UPDATE: I just set net_read_timeout = 60 (it was 30 before) I'll see if that helps
UPDATE: It didn't help, I'm still looking for a solution...
Heres my Database.yml with credentials removed.
production:
adapter: mysql2
encoding: utf8
host: localhost
database:
username:
password:
port: 3306
reconnect: true
The connection to MySQL can be disrupted by a number of means, but I would recommend revisiting Mario Carrion's answer since it's a very wise answer.
It seems likely that connection is disrupted because it's being shared with the other processes, causing communication protocol errors...
...this could easily happen if the connection pool is process bound, which I believe it is, in ActiveRecord, meaning that the same connection could be "checked-out" a number of times simultaneously in different processes.
The solution is that database connections must be established only AFTER the fork
statement in the application server.
I'm not sure which server you're using, but if you're using a warmup
feature - don't.
If you're running any database calls before the first network request - don't.
Either of these actions could potentially initialize the connection pool before fork
ing occurs, causing the MySQL connection pool to be shared between processes while the locking system isn't.

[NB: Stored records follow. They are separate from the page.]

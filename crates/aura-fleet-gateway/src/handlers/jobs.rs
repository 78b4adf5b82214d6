//! Operator job endpoints.
//!
//! Creating a job stores it and hands it to whichever transport the node is
//! connected over. A node that is offline simply leaves the job `pending`.

use std::sync::Arc;

use axum::extract::{Path, State};
use axum::http::StatusCode;
use axum::response::IntoResponse;
use axum::Json;
use chrono::{DateTime, Utc};
use serde::{Deserialize, Serialize};

use aura_fleet_auth::TokenValidator;
use aura_fleet_control::{CommandKind, FleetControl, Job, JobStatus};

use super::{parse_job_id, parse_node_id};
use crate::auth::OperatorAuth;
use crate::error::ApiError;
use crate::state::GatewayState;

// =============================================================================
// Request/Response Types
// =============================================================================

/// Request to create a job.
#[derive(Debug, Deserialize)]
pub struct CreateJobBody {
    /// Target node.
    pub node_id: String,
    /// Command to run.
    pub command_name: String,
    /// `default` or `custom`; empty or absent means `default`.
    #[serde(default)]
    pub command_type: Option<String>,
}

/// Response for a single job.
#[derive(Debug, Serialize)]
pub struct JobResponse {
    /// Job ID.
    pub id: String,
    /// Target node.
    pub node_id: String,
    /// Command name.
    pub command_name: String,
    /// Command kind.
    pub command_type: CommandKind,
    /// Current status.
    pub status: JobStatus,
    /// Output reported by the node.
    pub output: String,
    /// Error text reported by the node.
    pub error: String,
    /// Creation timestamp.
    pub created_at: DateTime<Utc>,
    /// First `running` report.
    #[serde(skip_serializing_if = "Option::is_none")]
    pub started_at: Option<DateTime<Utc>>,
    /// First terminal report.
    #[serde(skip_serializing_if = "Option::is_none")]
    pub finished_at: Option<DateTime<Utc>>,
}

impl From<Job> for JobResponse {
    fn from(job: Job) -> Self {
        Self {
            id: job.id.to_string(),
            node_id: job.node_id.to_string(),
            command_name: job.command_name,
            command_type: job.command_type,
            status: job.status,
            output: job.output,
            error: job.error,
            created_at: job.created_at,
            started_at: job.started_at,
            finished_at: job.finished_at,
        }
    }
}

/// Response for a job list.
#[derive(Debug, Serialize)]
pub struct ListJobsResponse {
    /// Jobs, newest first.
    pub jobs: Vec<JobResponse>,
}

// =============================================================================
// Handlers
// =============================================================================

/// Create a job and dispatch it to the node.
///
/// # Errors
///
/// Returns an error if the node ID, command name, or command type is invalid,
/// or if the job could not be stored.
pub async fn create_job<C, V>(
    State(state): State<Arc<GatewayState<C, V>>>,
    _operator: OperatorAuth,
    Json(body): Json<CreateJobBody>,
) -> Result<impl IntoResponse, ApiError>
where
    C: FleetControl + 'static,
    V: TokenValidator + 'static,
{
    let node_id = parse_node_id(&body.node_id)?;
    let command_type = match body.command_type.as_deref() {
        None => None,
        Some(raw) => Some(
            CommandKind::parse_or_default(raw)
                .ok_or_else(|| ApiError::BadRequest(format!("invalid command type: {raw}")))?,
        ),
    };

    let job = state
        .control
        .create_and_dispatch(&node_id, &body.command_name, command_type)
        .await?;

    tracing::info!(
        job_id = %job.id,
        node_id = %node_id,
        command = %job.command_name,
        "Job created"
    );

    Ok((StatusCode::CREATED, Json(JobResponse::from(job))))
}

/// Get a job by ID.
///
/// # Errors
///
/// Returns an error if the ID is malformed or the job doesn't exist.
pub async fn get_job<C, V>(
    State(state): State<Arc<GatewayState<C, V>>>,
    _operator: OperatorAuth,
    Path(job_id): Path<String>,
) -> Result<impl IntoResponse, ApiError>
where
    C: FleetControl + 'static,
    V: TokenValidator + 'static,
{
    let job_id = parse_job_id(&job_id)?;
    let job = state.control.get_job(&job_id).await?;
    Ok(Json(JobResponse::from(job)))
}

/// List a node's jobs, newest first.
///
/// # Errors
///
/// Returns an error if the node ID is malformed or the lookup fails.
pub async fn list_node_jobs<C, V>(
    State(state): State<Arc<GatewayState<C, V>>>,
    _operator: OperatorAuth,
    Path(node_id): Path<String>,
) -> Result<impl IntoResponse, ApiError>
where
    C: FleetControl + 'static,
    V: TokenValidator + 'static,
{
    let node_id = parse_node_id(&node_id)?;
    let jobs = state.control.list_jobs(&node_id).await?;

    Ok(Json(ListJobsResponse {
        jobs: jobs.into_iter().map(JobResponse::from).collect(),
    }))
}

I'm not saying this is the only possible reason for the issue, as stated by @sloth-jr, there are other options... but most of them seem less likely according to your description.
Sidenote:
I ran select * from information_schema.processlist; and I got 36 rows back. Does this mean my app servers were running 36 connections at that moment? or can a process be multiple connections?
Each process could hold a number of connections. In your case, you might have up to 500X36 connections. (see edit)
In general, the number of connections in the pool can often be the same as the number of threads in each process (it shouldn't be less than the number of thread, or contention will slow you down). Sometimes it's good to add a few more depending on your application.
EDIT:
I apologize for ignoring the fact that the process count was referencing the MySQL data and not the application data.
The process count you showed is the MySQL server data, which seems to use a thread per connection IO scheme. The "Process" data actually counts active connections and not actual processes or threads (although it should translate to the number of threads as well).
This means that out of possible 500 connections per application processes (i.e., if you're using 8 processes for your application, that would be 8X500=4,000 allowed connections) your application only opened 36 connections so far.